Stored data
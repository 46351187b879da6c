use color_eyre::{eyre::eyre, Result};
use serde::Deserialize;
use std::collections::BTreeMap;
use std::path::{Path, PathBuf};
use std::time::Duration;
use url::Url;

use crate::cache::{SqliteStore, VALIDITY_WINDOW};
use crate::service::{FieldAliases, GroupKeyColumns};

#[derive(Debug, Clone, Default, Deserialize)]
#[serde(default)]
pub struct Config {
  pub api: ApiConfig,
  pub cache: CacheConfig,
  pub grouping: GroupKeyColumns,
  /// Logical field name to header spellings, replacing the built-in lists
  pub fields: BTreeMap<String, Vec<String>>,
  /// Per-dataset overrides keyed by dataset name (`vendor`, `invoice`, ...)
  pub datasets: BTreeMap<String, DatasetOverride>,
}

#[derive(Debug, Clone, Default, Deserialize)]
#[serde(default)]
pub struct ApiConfig {
  /// Web-app endpoint of the spreadsheet
  pub url: Option<String>,
}

#[derive(Debug, Clone, Deserialize)]
#[serde(default)]
pub struct CacheConfig {
  /// When false nothing is cached and every load goes to the network
  pub enabled: bool,
  /// SQLite file (defaults to the platform data directory)
  pub path: Option<PathBuf>,
  pub validity_secs: u64,
  /// Drop a refresh that finishes after a newer one of the same dataset started
  pub discard_superseded: bool,
}

impl Default for CacheConfig {
  fn default() -> Self {
    Self {
      enabled: true,
      path: None,
      validity_secs: VALIDITY_WINDOW.as_secs(),
      discard_superseded: false,
    }
  }
}

impl CacheConfig {
  pub fn validity(&self) -> Duration {
    Duration::from_secs(self.validity_secs)
  }

  pub fn resolved_path(&self) -> Result<PathBuf> {
    match &self.path {
      Some(path) => Ok(path.clone()),
      None => SqliteStore::default_path(),
    }
  }
}

#[derive(Debug, Clone, Default, Deserialize, PartialEq, Eq)]
#[serde(default)]
pub struct DatasetOverride {
  pub table: Option<String>,
  pub empty_message: Option<String>,
  pub error_message: Option<String>,
  pub column_span: Option<u16>,
}

impl Config {
  /// Load configuration from file.
  ///
  /// Search order:
  /// 1. Explicit path if provided
  /// 2. ./larosa.yaml (current directory)
  /// 3. $XDG_CONFIG_HOME/larosa/config.yaml
  ///
  /// Without any file the defaults apply; only a missing explicit path is an error.
  pub fn load(explicit_path: Option<&Path>) -> Result<Self> {
    let path = if let Some(p) = explicit_path {
      if p.exists() {
        Some(p.to_path_buf())
      } else {
        return Err(eyre!("Config file not found: {}", p.display()));
      }
    } else {
      Self::find_config_file()
    };

    match path {
      Some(p) => Self::load_from_path(&p),
      None => Ok(Self::default()),
    }
  }

  fn find_config_file() -> Option<PathBuf> {
    let local = PathBuf::from("larosa.yaml");
    if local.exists() {
      return Some(local);
    }

    if let Some(config_dir) = dirs::config_dir() {
      let xdg_path = config_dir.join("larosa").join("config.yaml");
      if xdg_path.exists() {
        return Some(xdg_path);
      }
    }

    None
  }

  fn load_from_path(path: &Path) -> Result<Self> {
    let contents = std::fs::read_to_string(path)
      .map_err(|e| eyre!("Failed to read config file {}: {}", path.display(), e))?;

    Self::parse(&contents)
      .map_err(|e| eyre!("Failed to parse config file {}: {}", path.display(), e))
  }

  fn parse(contents: &str) -> Result<Self> {
    // An empty file deserializes to null
    if contents.trim().is_empty() {
      return Ok(Self::default());
    }
    Ok(serde_yaml::from_str(contents)?)
  }

  /// Endpoint of the remote store. `LAROSA_API_URL` wins over the file.
  pub fn api_url(&self) -> Result<Url> {
    let raw = std::env::var("LAROSA_API_URL")
      .ok()
      .or_else(|| self.api.url.clone())
      .ok_or_else(|| {
        eyre!("API endpoint not configured. Set api.url in the config file or LAROSA_API_URL.")
      })?;

    Url::parse(&raw).map_err(|e| eyre!("Invalid API endpoint {}: {}", raw, e))
  }

  pub fn field_aliases(&self) -> FieldAliases {
    FieldAliases::with_overrides(&self.fields)
  }

  /// Get the login password from the environment.
  ///
  /// Checks LAROSA_PASSWORD.
  pub fn get_password() -> Result<String> {
    std::env::var("LAROSA_PASSWORD")
      .map_err(|_| eyre!("Password not found. Set LAROSA_PASSWORD environment variable."))
  }
}
#[cfg(test)]
mod tests {
    use super::*;
    use crate::crypto::CertificateInfo;
    use crate::plugin::test_support::EchoPluginFactory;
    use crate::transport::mock::MockTransport;
    use crate::transport::Priority;
    use std::sync::atomic::AtomicUsize;
    use tempfile::TempDir;

    fn registry_with_echo() -> (Arc<PluginRegistry>, Arc<AtomicUsize>) {
        let seen = Arc::new(AtomicUsize::new(0));
        let mut registry = PluginRegistry::new();
        registry
            .register(Arc::new(EchoPluginFactory { seen: seen.clone() }))
            .unwrap();
        (Arc::new(registry), seen)
    }

    async fn attach_pair(
        device_id: &str,
        registry: Arc<PluginRegistry>,
        context_dir: PathBuf,
        protocol_version: u32,
    ) -> (Arc<Device>, Arc<Channel>) {
        let local_cert = CertificateInfo::generate(device_id.to_string(), 10).unwrap();
        let peer_cert = CertificateInfo::generate("b".repeat(32), 10).unwrap();
        let (ta, _tb) = MockTransport::pair(local_cert, peer_cert, Priority(0));
        let channel = Arc::new(Channel::new(Arc::new(ta), false));

        let identity = IdentityPacket::new(
            device_id.to_string(),
            "Peer".to_string(),
            DeviceType::Phone,
            ["kdeconnect.mock.echo".to_string()].into_iter().collect(),
            HashSet::new(),
        );
        let mut identity = identity;
        identity.protocol_version = protocol_version;
        channel.set_peer_identity(identity).await;

        let device = Device::new(device_id, context_dir, registry, CancellationToken::new());
        device.clone().add_channel(channel.clone()).await.unwrap();
        (device, channel)
    }

    #[tokio::test]
    async fn capability_match_enables_plugin() {
        let dir = TempDir::new().unwrap();
        let (registry, _seen) = registry_with_echo();
        let (device, _channel) = attach_pair(&"a".repeat(32), registry, dir.path().to_path_buf(), 8).await;

        let handlers = device.handlers.read().await;
        assert!(handlers.contains_key("kdeconnect.mock.echo"));
    }

    #[tokio::test]
    async fn identity_mismatch_is_rejected() {
        let dir = TempDir::new().unwrap();
        let (registry, _seen) = registry_with_echo();
        let device = Device::new("a".repeat(32), dir.path(), registry, CancellationToken::new());

        let local_cert = CertificateInfo::generate("a".repeat(32), 10).unwrap();
        let peer_cert = CertificateInfo::generate("b".repeat(32), 10).unwrap();
        let (ta, _tb) = MockTransport::pair(local_cert, peer_cert, Priority(0));
        let channel = Arc::new(Channel::new(Arc::new(ta), false));
        let wrong_identity = IdentityPacket::new(
            "c".repeat(32),
            "Wrong".to_string(),
            DeviceType::Desktop,
            HashSet::new(),
            HashSet::new(),
        );
        channel.set_peer_identity(wrong_identity).await;

        let err = device.clone().add_channel(channel).await.unwrap_err();
        assert!(matches!(err, ProtocolError::InvalidState(_)));
    }

    #[tokio::test]
    async fn unpaired_device_rejects_non_pair_packets() {
        let dir = TempDir::new().unwrap();
        let (registry, seen) = registry_with_echo();
        let (device, _channel) = attach_pair(&"a".repeat(32), registry, dir.path().to_path_buf(), 8).await;

        device
            .handle_packet(Packet::new("kdeconnect.mock.echo", json!({})))
            .await;
        assert_eq!(seen.load(Ordering::SeqCst), 0);
    }

    #[tokio::test]
    async fn send_packet_requires_pairing() {
        let dir = TempDir::new().unwrap();
        let (registry, _seen) = registry_with_echo();
        let (device, _channel) = attach_pair(&"a".repeat(32), registry, dir.path().to_path_buf(), 8).await;

        let err = device
            .send_packet(Packet::new("kdeconnect.mock.echo", json!({})))
            .await
            .unwrap_err();
        assert!(matches!(err, ProtocolError::PermissionDenied(_)));
    }

    #[tokio::test]
    async fn send_packet_without_channel_is_not_connected() {
        let dir = TempDir::new().unwrap();
        let registry = Arc::new(PluginRegistry::new());
        let device = Device::new("a".repeat(32), dir.path(), registry, CancellationToken::new());
        let err = device
            .send_packet(Packet::new(PAIR_PACKET_TYPE, json!({"pair": true})))
            .await
            .unwrap_err();
        assert!(matches!(err, ProtocolError::NotConnected));
    }

    #[tokio::test]
    async fn v7_unsolicited_accept_while_paired_unpairs() {
        let dir = TempDir::new().unwrap();
        let (registry, _seen) = registry_with_echo();
        let (device, _channel) = attach_pair(&"a".repeat(32), registry, dir.path().to_path_buf(), 7).await;

        device.pairing.lock().await.state = PairingState::Paired;
        device.handle_pair_packet(Packet::new(PAIR_PACKET_TYPE, json!({"pair": true}))).await;
        assert_eq!(device.pairing_state().await, PairingState::Unpaired);
    }
}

TRY IT — After reading the records above, give the number of lines that include "struct", and add nothing else.

RESULT FOR THIS TASK — 4